* HOW TO COMPLETE THIS TASK *
Where does the word "collections" occur in the data below? Copy each line that holds it.

* Stored data *
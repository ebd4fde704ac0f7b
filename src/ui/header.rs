use askama::Template;

pub const BRAND: &str = "JobBoard";

#[derive(Debug, Clone, Copy, PartialEq, Eq)]
pub struct NavLink {
    pub label: &'static str,
    pub href: &'static str,
}

pub const NAV_LINKS: [NavLink; 4] = [
    NavLink { label: "Việc làm", href: "/viec-lam" },
    NavLink { label: "Công ty", href: "/cong-ty" },
    NavLink { label: "Cẩm nang nghề nghiệp", href: "/cam-nang" },
    NavLink { label: "Nhà tuyển dụng", href: "/nha-tuyen-dung" },
];

#[derive(Template)]
#[template(path = "header.html")]
struct HeaderTemplate<'a> {
    brand: &'a str,
    links: &'a [NavLink],
}

/// Site header: logo plus the fixed navigation links.
pub fn render_header() -> askama::Result<String> {
    HeaderTemplate {
        brand: BRAND,
        links: &NAV_LINKS,
    }
    .render()
}
use sea_orm_migration::prelude::*;

#[async_std::main]
async fn main() {
    cli::run_cli(migration::Migrator).await;
}
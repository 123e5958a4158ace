//! The six-stage "right-side" momentum chain, plus the final rank
//! assignment (sort by `change_pct` descending, stable).

use super::runner::fan_out;
use super::stage::{Stage, StageContext, StageMeta};
use crate::analysis::moving_average;
use crate::model::{Batch, Column};
use chrono::Timelike;
use futures::future::BoxFuture;
use futures::FutureExt;

pub fn chain() -> Vec<Box<dyn Stage>> {
    vec![
        Box::new(MarketCap),
        Box::new(PriceChange),
        Box::new(VolumeRatio),
        Box::new(MovingAverage),
        Box::new(RelativeStrength),
        Box::new(IntradayHigh),
    ]
}

fn ids_of(batch: &Batch) -> Vec<String> {
    batch.iter().map(|r| r.id.clone()).collect()
}

/// Shared first stage of both chains: identical semantics to
/// `left::MarketCap`, kept as its own type here so each chain's
/// `StageMeta::step_number` counts from 1 independently.
struct MarketCap;
impl Stage for MarketCap {
    fn meta(&self) -> StageMeta {
        StageMeta { step_number: 1, name: "MarketCap" }
    }
    fn screen<'a>(&'a self, batch: &'a Batch, ctx: &'a StageContext<'a>) -> BoxFuture<'a, Batch> {
        async move {
            let ids = ids_of(batch);
            let has_data = ctx.reference.has_market_cap_data().await;
            let caps = fan_out(&ids, super::runner::FAN_OUT_CONCURRENCY, |id| async move {
                ctx.reference.market_cap(&id).await
            })
            .await;

            let p = &ctx.params.market_cap;
            batch
                .iter()
                .filter_map(|row| {
                    let mut row = row.clone();
                    if has_data {
                        let cap = caps.get(&row.id).copied().flatten()?;
                        if cap < p.min || cap > p.max {
                            return None;
                        }
                        row.set("market_cap", Column::Num(cap));
                    } else {
                        let trade_value = row.volume * row.price * 0.1;
                        let min_trade_value = p.min * 0.1;
                        if trade_value < min_trade_value {
                            return None;
                        }
                        row.set("market_cap", Column::Null);
                    }
                    Some(row)
                })
                .collect()
        }
        .boxed()
    }
}

struct PriceChange;
impl Stage for PriceChange {
    fn meta(&self) -> StageMeta {
        StageMeta { step_number: 2, name: "PriceChange" }
    }
    fn screen<'a>(&'a self, batch: &'a Batch, ctx: &'a StageContext<'a>) -> BoxFuture<'a, Batch> {
        async move {
            let p = ctx.params.price_change;
            batch
                .iter()
                .filter(|row| row.change_pct >= p.min && row.change_pct <= p.max)
                .cloned()
                .collect()
        }
        .boxed()
    }
}

/// Fraction of the 270-minute trading day elapsed, floored at
/// `time_floor` so a run right at the open doesn't divide the day's
/// average volume by (almost) zero.
fn time_fraction(trading_minutes: f64, time_floor: f64) -> f64 {
    let now = chrono::Utc::now().with_timezone(&chrono_tz::Asia::Taipei);
    let minutes_since_midnight = now.hour() as f64 * 60.0 + now.minute() as f64;
    let open_minutes = 9.0 * 60.0;
    let elapsed = (minutes_since_midnight - open_minutes).clamp(0.0, trading_minutes);
    (elapsed / trading_minutes).clamp(time_floor, 1.0)
}

struct VolumeRatio;
impl Stage for VolumeRatio {
    fn meta(&self) -> StageMeta {
        StageMeta { step_number: 3, name: "VolumeRatio" }
    }
    fn screen<'a>(&'a self, batch: &'a Batch, ctx: &'a StageContext<'a>) -> BoxFuture<'a, Batch> {
        async move {
            let p = ctx.params.volume_ratio;
            let fraction = time_fraction(p.trading_minutes, p.time_floor);
            let ids = ids_of(batch);
            let venues: std::collections::HashMap<String, crate::model::Venue> =
                batch.iter().map(|r| (r.id.clone(), r.venue)).collect();
            let today_volume: std::collections::HashMap<String, f64> =
                batch.iter().map(|r| (r.id.clone(), r.volume * 1000.0)).collect();

            let ratios = fan_out(&ids, super::runner::FAN_OUT_CONCURRENCY, move |id| {
                let venue = venues[&id];
                let today = today_volume[&id];
                async move {
                    let candles = ctx.history.history(&id, venue, p.avg_days as u32).await;
                    if candles.is_empty() {
                        return None;
                    }
                    let avg = candles.iter().map(|c| c.volume).sum::<f64>() / candles.len() as f64;
                    if avg <= 0.0 {
                        return None;
                    }
                    Some(today / (avg * fraction))
                }
            })
            .await;

            batch
                .iter()
                .filter_map(|row| {
                    let ratio = ratios.get(&row.id).cloned().flatten()?;
                    if ratio <= p.min {
                        return None;
                    }
                    let mut row = row.clone();
                    row.set("volume_ratio", Column::Num(ratio));
                    Some(row)
                })
                .collect()
        }
        .boxed()
    }
}

struct MovingAverage;
impl Stage for MovingAverage {
    fn meta(&self) -> StageMeta {
        StageMeta { step_number: 4, name: "MovingAverage" }
    }
    fn screen<'a>(&'a self, batch: &'a Batch, ctx: &'a StageContext<'a>) -> BoxFuture<'a, Batch> {
        async move {
            let p = ctx.params.moving_average;
            let ids = ids_of(batch);
            let prices: std::collections::HashMap<String, (f64, crate::model::Venue)> =
                batch.iter().map(|r| (r.id.clone(), (r.price, r.venue))).collect();

            let results = fan_out(&ids, super::runner::FAN_OUT_CONCURRENCY, move |id| {
                let (price, venue) = prices[&id];
                async move {
                    let needed = 60 + p.slope_recent_days + p.slope_prior_days;
                    let candles = ctx.history.history(&id, venue, needed as u32).await;
                    if candles.len() < 60 {
                        return None;
                    }
                    let closes: Vec<f64> = candles.iter().map(|c| c.close).collect();

                    let ma5 = moving_average(&closes, 5)?;
                    let ma10 = moving_average(&closes, 10)?;
                    let ma20 = moving_average(&closes, 20)?;
                    let ma60 = moving_average(&closes, 60)?;
                    let aligned = price > ma5 && ma5 > ma10 && ma10 > ma20 && ma20 > ma60;
                    if !aligned {
                        return None;
                    }

                    if closes.len() < 60 + p.slope_recent_days + p.slope_prior_days {
                        // Not enough history to judge the MA60 slope: default to
                        // bullish (matches the short-history default documented
                        // for the bullish pool's own MA60 slope check).
                        return Some((ma60, true));
                    }

                    let recent_ma60: Vec<f64> = (0..p.slope_recent_days)
                        .filter_map(|i| {
                            let end = closes.len() - i;
                            moving_average(&closes[..end], 60)
                        })
                        .collect();
                    let prior_ma60: Vec<f64> = (0..p.slope_prior_days)
                        .filter_map(|i| {
                            let end = closes.len() - p.slope_recent_days - i;
                            moving_average(&closes[..end], 60)
                        })
                        .collect();
                    if recent_ma60.is_empty() || prior_ma60.is_empty() {
                        return Some((ma60, true));
                    }
                    let recent_avg = recent_ma60.iter().sum::<f64>() / recent_ma60.len() as f64;
                    let prior_avg = prior_ma60.iter().sum::<f64>() / prior_ma60.len() as f64;
                    Some((ma60, recent_avg >= prior_avg))
                }
            })
            .await;

            batch
                .iter()
                .filter_map(|row| {
                    let (ma60, slope_up) = results.get(&row.id).cloned().flatten()?;
                    if !slope_up {
                        return None;
                    }
                    let mut row = row.clone();
                    row.set("ma60", Column::Num(ma60));
                    row.set("bullish_alignment", Column::Bool(true));
                    Some(row)
                })
                .collect()
        }
        .boxed()
    }
}

struct RelativeStrength;
impl Stage for RelativeStrength {
    fn meta(&self) -> StageMeta {
        StageMeta { step_number: 5, name: "RelativeStrength" }
    }
    fn screen<'a>(&'a self, batch: &'a Batch, ctx: &'a StageContext<'a>) -> BoxFuture<'a, Batch> {
        async move {
            let benchmark = ctx.benchmark_change_pct.unwrap_or(0.0);
            batch
                .iter()
                .filter_map(|row| {
                    if row.change_pct <= benchmark {
                        return None;
                    }
                    let mut row = row.clone();
                    row.set("relative_strength", Column::Num(row.change_pct - benchmark));
                    Some(row)
                })
                .collect()
        }
        .boxed()
    }
}

struct IntradayHigh;
impl Stage for IntradayHigh {
    fn meta(&self) -> StageMeta {
        StageMeta { step_number: 6, name: "IntradayHigh" }
    }
    fn screen<'a>(&'a self, batch: &'a Batch, ctx: &'a StageContext<'a>) -> BoxFuture<'a, Batch> {
        async move {
            let threshold = ctx.params.intraday_high.threshold;
            batch
                .iter()
                .filter(|row| row.high > 0.0 && row.price >= threshold * row.high && row.price > row.open)
                .cloned()
                .collect()
        }
        .boxed()
    }
}

/// Sorts the final batch by `change_pct` descending, stable on ties
/// (preserves quote-source order), and stamps a `rank` column.
pub fn rank(mut batch: Batch) -> Batch {
    batch.sort_by(|a, b| b.change_pct.partial_cmp(&a.change_pct).unwrap_or(std::cmp::Ordering::Equal));
    for (i, row) in batch.iter_mut().enumerate() {
        row.set("rank", Column::Num((i + 1) as f64));
    }
    batch
}
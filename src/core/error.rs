use thiserror::Error;

/// Fatal errors surfaced to the orchestrator.
///
/// Most upstream failures do not reach this type: a bad HTTP response, an
/// empty payload, or a schema mismatch degrades to an empty batch or a
/// tagged row rather than propagating. `ScreenError` is reserved for
/// conditions the run cannot proceed past at all.
#[derive(Debug, Error)]
pub enum ScreenError {
    #[error("HTTP error: {0}")]
    Http(#[from] reqwest::Error),

    #[error("invalid URL: {0}")]
    Url(#[from] url::ParseError),

    #[error("CSV error: {0}")]
    Csv(#[from] csv::Error),

    #[error("I/O error: {0}")]
    Io(#[from] std::io::Error),

    #[error("unexpected response status: {status} at {url}")]
    Status { status: u16, url: String },

    #[error("data format unexpected or missing field: {0}")]
    Data(String),

    #[error("configuration error: {0}")]
    Config(String),

    #[error("fatal: {0}")]
    Fatal(String),
}
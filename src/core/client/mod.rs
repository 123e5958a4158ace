//! Shared HTTP client: retry-with-backoff wrapper around `reqwest`.
//!
//! Every upstream call in this crate (quote source, history fallback,
//! reference-data scrape, derived queries, sentiment feeds) goes through
//! one of these helpers so that retry policy and user-agent/timeout
//! configuration live in a single place, the way `core::client` does for
//! the wire calls in a typical data-access crate.

mod retry;

pub use retry::{Backoff, RetryConfig};

use crate::core::error::ScreenError;
use reqwest::Client;
use std::time::Duration;
use url::Url;

const USER_AGENT: &str =
    "Mozilla/5.0 (X11; Linux x86_64) AppleWebKit/537.36 (KHTML, like Gecko) Chrome/122.0.0.0 Safari/537.36";

/// Thin wrapper around a configured [`reqwest::Client`] plus retry policy.
#[derive(Debug, Clone)]
pub struct HttpClient {
    http: Client,
    retry: RetryConfig,
}

impl Default for HttpClient {
    fn default() -> Self {
        Self::builder().build().expect("default client")
    }
}

impl HttpClient {
    pub fn builder() -> HttpClientBuilder {
        HttpClientBuilder::default()
    }

    pub fn retry_policy(&self) -> &RetryConfig {
        &self.retry
    }

    /// GET `url` as text, retrying per the configured [`RetryConfig`].
    ///
    /// A `402` (quota exhausted) response is returned as `Status` without
    /// being retried — callers on the primary-provider path use that to
    /// drive the fallback latch (see `providers::history_store`).
    pub async fn get_text(&self, url: Url) -> Result<String, ScreenError> {
        self.get_text_with(url, &self.retry).await
    }

    pub async fn get_text_with(
        &self,
        url: Url,
        retry: &RetryConfig,
    ) -> Result<String, ScreenError> {
        let max_attempts = if retry.enabled { retry.max_retries + 1 } else { 1 };
        let mut attempt = 0u32;
        loop {
            let outcome = self.http.get(url.clone()).send().await;
            match outcome {
                Ok(resp) => {
                    let status = resp.status();
                    if status.is_success() {
                        return resp.text().await.map_err(ScreenError::from);
                    }
                    let code = status.as_u16();
                    if code == 402 {
                        return Err(ScreenError::Status {
                            status: code,
                            url: url.to_string(),
                        });
                    }
                    let retryable = retry.retry_on_status.contains(&code);
                    attempt += 1;
                    if !retryable || attempt >= max_attempts {
                        return Err(ScreenError::Status {
                            status: code,
                            url: url.to_string(),
                        });
                    }
                }
                Err(e) => {
                    let retryable = (e.is_timeout() && retry.retry_on_timeout)
                        || (e.is_connect() && retry.retry_on_connect);
                    attempt += 1;
                    if !retryable || attempt >= max_attempts {
                        return Err(ScreenError::Http(e));
                    }
                }
            }
            let delay = retry.backoff.delay_for(attempt);
            tokio::time::sleep(delay).await;
        }
    }

    /// GET `url` as raw bytes (used for MS-950-encoded registry pages).
    pub async fn get_bytes(&self, url: Url) -> Result<Vec<u8>, ScreenError> {
        let resp = self.http.get(url.clone()).send().await?;
        if !resp.status().is_success() {
            return Err(ScreenError::Status {
                status: resp.status().as_u16(),
                url: url.to_string(),
            });
        }
        Ok(resp.bytes().await?.to_vec())
    }

    /// GET `url` and decode the body as JSON.
    pub async fn get_json<T: serde::de::DeserializeOwned>(
        &self,
        url: Url,
    ) -> Result<T, ScreenError> {
        let body = self.get_text(url.clone()).await?;
        serde_json::from_str(&body)
            .map_err(|e| ScreenError::Data(format!("json parse error at {url}: {e}")))
    }

    /// POST `body` as JSON, no retry (used for the webhook notifier,
    /// where a retried duplicate notification is worse than a dropped one).
    pub async fn post_json(&self, url: Url, body: &serde_json::Value) -> Result<(), ScreenError> {
        let resp = self.http.post(url.clone()).json(body).send().await?;
        if !resp.status().is_success() {
            return Err(ScreenError::Status { status: resp.status().as_u16(), url: url.to_string() });
        }
        Ok(())
    }
}

#[derive(Default)]
pub struct HttpClientBuilder {
    user_agent: Option<String>,
    timeout: Option<Duration>,
    connect_timeout: Option<Duration>,
    retry: Option<RetryConfig>,
}

impl HttpClientBuilder {
    pub fn user_agent(mut self, ua: impl Into<String>) -> Self {
        self.user_agent = Some(ua.into());
        self
    }

    pub fn timeout(mut self, dur: Duration) -> Self {
        self.timeout = Some(dur);
        self
    }

    pub fn connect_timeout(mut self, dur: Duration) -> Self {
        self.connect_timeout = Some(dur);
        self
    }

    pub fn retry_policy(mut self, retry: RetryConfig) -> Self {
        self.retry = Some(retry);
        self
    }

    pub fn build(self) -> Result<HttpClient, ScreenError> {
        let mut builder = Client::builder()
            .user_agent(self.user_agent.as_deref().unwrap_or(USER_AGENT))
            .timeout(self.timeout.unwrap_or(Duration::from_secs(20)));
        if let Some(ct) = self.connect_timeout {
            builder = builder.connect_timeout(ct);
        }
        let http = builder.build()?;
        Ok(HttpClient {
            http,
            retry: self.retry.unwrap_or_default(),
        })
    }
}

* TASK RESPONSE *
            let venues: std::collections::HashMap<String, crate::model::Venue> =
            let today_volume: std::collections::HashMap<String, f64> =
            let prices: std::collections::HashMap<String, (f64, crate::model::Venue)> =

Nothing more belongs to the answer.